One of the buzz phrases these days with the arrival of Common Core State Standards (CCSS) is “career readiness.” I don’t think there is any educator that would disagree with the notion that we want to prepare our students to be successful beyond graduation and into college and career. But after watching this talk by Nathaniel Koloc (@nathanielkoloc) from ReWork, I wonder several things: (1) How realistic are the expectations we are setting for students in terms of careers? Do the expectations align with the baby-boomer/Gen X paradigm of careers or the newer Gen Y/Z paradigm? (2) If we are approaching conversations about careers with students using the baby-boomer/Gen X paradigm, which I’m convinced is outdated, how do we (school leadership) go about changing that conversation? Currently, who is responsible for career conversations with students? Who should be?
In the talk, the essence of which can be found in this article, Koloc reviews the typical way we think about career:
- Success in career is linear and sloping upward.
- Finding the next job is a reactive pattern that is often too self-centered: What do I want? What am I good at? This kind of thinking is flawed because people don’t know what to aim for. They haven’t yet pondered the question, “What does it mean to be fulfilled in my work?” There hasn’t been sufficient thought put into the purpose of their work.
Koloc proposes a better mental model:
- View career as a set of stepping stones. What are you shooting for? What does it mean to have meaningful work?
- Happiness in a career is the result of three things:
- Purpose – feeling like you are connected to a higher cause, something bigger than yourself (In the article, he calls this legacy.)
- Mastery – the feeling that you are getting better and better at skills and talents that you enjoy using
- Control – having the ability to decide what you work on, with whom, how much you get paid, etc.; you control the things that surround your work structurally. (In the article he calls this freedom.)
- Purpose is not “follow your passion.” Purpose has three components:
- Values – principals that you hold dear and that you want to live in accordance with; guidelines, rules of engagement. Everything that you do should be in line with your values. Koloc recommends you pick 3-5 values and write them down.
- Impact focus – How do you want the world to be different because of your work? What do you want to make happen?
- Needs and desires – things that are less central than values and focus (things such as work location).
What is the relationship between purpose, mastery and control. Here is ReWork’s theory:
- There is a certain order that will likely land you with meaningful work: Purpose should guide your mastery. As you acquire more mastery you unlock (or exchange your skill mastery for) more control. The more control you acquire, the more time you can take to better understand how your purpose is changing. And the cycle continues.
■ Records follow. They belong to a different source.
// Copyright (c) 2025 Dimitris Kafetzis
//
// Licensed under the MIT License.
// See LICENSE file in the project root for full license information.
//
// SPDX-License-Identifier: MIT

//! `posegen inspect` command: display the checkpoint's model structure.
//!
//! Reads only the SafeTensors header and the embedded config, so it is
//! cheap even for large checkpoints.

use super::megabytes;
use runtime::RuntimeError;
use std::path::PathBuf;

pub async fn execute(model_dir: PathBuf) -> anyhow::Result<()> {
    println!("╔══════════════════════════════════════════════════════╗");
    println!("║             posegen · Model Inspector               ║");
    println!("╚══════════════════════════════════════════════════════╝");
    println!();

    let graph = model_ir::ModelLoader::load(&model_dir).map_err(RuntimeError::from)?;
    let cfg = &graph.config;

    // ── Summary ────────────────────────────────────────────────
    println!("  Model: {}", graph.name);
    println!("  Window: {} frames × {} joints × {} coords", cfg.seq_len, cfg.num_joints, cfg.in_channels);
    println!("  Hidden widths: {:?}", cfg.hidden_channels);
    println!("  Output dimension: {}", cfg.pose_dim());
    println!("  Layers: {}", graph.num_layers());
    println!("  Parameters: {}", graph.num_parameters());
    println!("  Total weights: {}", megabytes(graph.total_weight_bytes()));
    println!("  Largest layer: {}", megabytes(graph.max_layer_bytes()));
    println!();

    // ── Per-Layer Detail ───────────────────────────────────────
    println!(
        "  {:<4} {:<18} {:<18} {:<18} {:>10} {:>10}",
        "Idx", "Name", "Type", "Output", "Weights", "Activ.",
    );
    println!("  {}", "-".repeat(84));
    for layer in graph.iter_layers() {
        println!(
            "  {:<4} {:<18} {:<18} {:<18} {:>7.1} KB {:>7.1} KB",
            layer.index,
            layer.name,
            layer.layer_type.as_str(),
            layer.output_shape.to_string(),
            layer.estimated_weight_bytes() as f64 / 1024.0,
            layer.estimated_activation_bytes() as f64 / 1024.0,
        );
    }
    println!();

    // ── Parameters ─────────────────────────────────────────────
    println!("  Parameters:");
    for (name, shape) in graph.expected_weights() {
        println!("   {name:<32} {shape}");
    }
    println!();
    Ok(())
}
- For every career move you make, you want either more clarity to your purpose, a deeper level of mastery, or an increased level of control, or ideally an increase in all three area.
There is much more in the talk including what gets you to the next stepping stone on your path (competitive advantage) and the things people actually do that land them in satisfying jobs and careers (viewing career as a grand experiment and understanding market needs).
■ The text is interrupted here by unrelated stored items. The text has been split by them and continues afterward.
/// Batch-norm step counters are training state and carry no inference weight.
const IGNORED_SUFFIX: &str = ".num_batches_tracked";

/// Metadata for a single tensor extracted from the SafeTensors header.
#[derive(Debug, Clone)]
pub struct WeightMeta {
    /// Tensor name (key in the SafeTensors file).
    pub name: String,
    /// Shape of the tensor.
    pub shape: Shape,
    /// Data type.
    pub dtype: DType,
    /// Size in bytes.
    pub size_bytes: usize,
}

impl WeightMeta {
    /// Builds metadata for an `f32` tensor of the given shape.
    pub fn f32(name: impl Into<String>, shape: Shape) -> Self {
        let size_bytes = shape.size_bytes(DType::F32);
        Self {
            name: name.into(),
            shape,
            dtype: DType::F32,
            size_bytes,
        }
    }
}

/// Loads a checkpoint header into a validated [`ModelGraph`].
///
/// # Example
/// ```no_run
/// use model_ir::ModelLoader;
/// use std::path::Path;
///
/// let graph = ModelLoader::load(Path::new("./model_outputs")).unwrap();
/// println!("Loaded {} layers", graph.num_layers());
/// ```
pub struct ModelLoader;

impl ModelLoader {
    /// Loads and verifies the checkpoint in `model_dir`.
    pub fn load(model_dir: &Path) -> Result<ModelGraph<Validated>, ModelError> {
        Self::load_file(&model_dir.join(CHECKPOINT_FILE))
    }

    /// Loads and verifies a checkpoint file.
    ///
    /// Steps:
    /// 1. Memory-map the file and parse the SafeTensors header.
    /// 2. Decode the embedded `cfg` record.
    /// 3. Derive and validate the graph that config implies.
    /// 4. Verify every tensor against the graph's parameters.
    pub fn load_file(path: &Path) -> Result<ModelGraph<Validated>, ModelError> {
        let file = std::fs::File::open(path).map_err(|source| ModelError::CheckpointRead {
            path: path.to_path_buf(),
            source,
        })?;

        // SAFETY: the mapping is read-only and dropped before this function
        // returns; concurrent truncation of the file is not supported.
        let mmap = unsafe { memmap2::Mmap::map(&file) }.map_err(|source| {
            ModelError::CheckpointRead {
                path: path.to_path_buf(),
                source,
            }
        })?;

        let config = Self::read_config(&mmap)?;
        let weight_meta = Self::read_weight_metadata(&mmap)?;

        let name = path
            .file_stem()
            .map(|s| s.to_string_lossy().into_owned())
            .unwrap_or_else(|| "stgcn_regressor".into());

        let graph = Self::from_config_and_meta(name, &config, &weight_meta)?;
        tracing::debug!(
            path = %path.display(),
            tensors = weight_meta.len(),
            "checkpoint header verified"
        );
        Ok(graph)
    }

    /// Builds a graph from a config and verifies pre-read weight metadata.
    ///
    /// Useful for testing without actual SafeTensors files.
    pub fn from_config_and_meta(
        name: impl Into<String>,
        config: &ModelConfig,
        weight_meta: &HashMap<String, WeightMeta>,
    ) -> Result<ModelGraph<Validated>, ModelError> {
        let graph = ModelGraph::from_config(name, config)?.validate()?;
        Self::verify(&graph, weight_meta)?;
        Ok(graph)
    }

    /// Checks that `weight_meta` holds exactly the graph's parameters.
    ///
    /// Missing, mis-shaped or non-`f32` parameters are rejected, as is any
    /// extra tensor except batch-norm step counters.
    pub fn verify(
        graph: &ModelGraph<Validated>,
        weight_meta: &HashMap<String, WeightMeta>,
    ) -> Result<(), ModelError> {
        for (name, expected) in graph.expected_weights() {
            let meta = weight_meta.get(name).ok_or_else(|| ModelError::WeightNotFound {
                name: name.to_string(),
            })?;
            if meta.dtype != DType::F32 {
                return Err(ModelError::UnsupportedDType {
                    name: name.to_string(),
                    dtype: meta.dtype,
                });
            }
            if &meta.shape != expected {
                return Err(ModelError::WeightShapeMismatch {
                    name: name.to_string(),
                    expected: expected.clone(),
                    actual: meta.shape.clone(),
                });
            }
        }

        let known: std::collections::HashSet<&str> =
            graph.expected_weights().map(|(n, _)| n).collect();
        let mut extra: Vec<&String> = weight_meta
            .keys()
            .filter(|n| !known.contains(n.as_str()) && !n.ends_with(IGNORED_SUFFIX))
            .collect();
        extra.sort();
        if let Some(name) = extra.first() {
            return Err(ModelError::UnexpectedWeight {
                name: (*name).clone(),
            });
        }
        Ok(())
    }

    /// Decodes the `cfg` metadata entry of a SafeTensors buffer.
    pub fn read_config(buffer: &[u8]) -> Result<ModelConfig, ModelError> {
        let (_, metadata) = safetensors::SafeTensors::read_metadata(buffer)
            .map_err(|e| ModelError::SafeTensorsError(format!("SafeTensors parse error: {e}")))?;
        let cfg = metadata
            .metadata()
            .as_ref()
            .and_then(|m| m.get(CFG_METADATA_KEY))
            .ok_or(ModelError::MissingConfig {
                key: CFG_METADATA_KEY,
            })?;
        let config = ModelConfig::from_json(cfg)?;
        config.validate()?;
        Ok(config)
    }

    /// Reads tensor shapes and dtypes from a SafeTensors buffer.
    pub fn read_weight_metadata(buffer: &[u8]) -> Result<HashMap<String, WeightMeta>, ModelError> {
        let tensors = safetensors::SafeTensors::deserialize(buffer)
            .map_err(|e| ModelError::SafeTensorsError(format!("SafeTensors parse error: {e}")))?;

        let mut meta = HashMap::new();
        for (name, view) in tensors.tensors() {
            let shape = Shape::new(view.shape().to_vec());
            let dtype = convert_safetensor_dtype(&name, view.dtype())?;
            let size_bytes = view.data().len();
            meta.insert(
                name.clone(),
                WeightMeta {
                    name,
                    shape,
                    dtype,
                    size_bytes,
                },
            );
        }
        Ok(meta)
    }
}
Is the topic of career yet another area where we as educators have failed to change with the times? How do we model a new paradigm of career in our own careers as educators? Might most of us be missing the key idea of purpose?
We can start by looking inward. What is our higher cause? What is that “bigger than thyself” ideal that drives us? How do we want the world to be different because of our work as educators? How is our purpose evidenced in our work as educators?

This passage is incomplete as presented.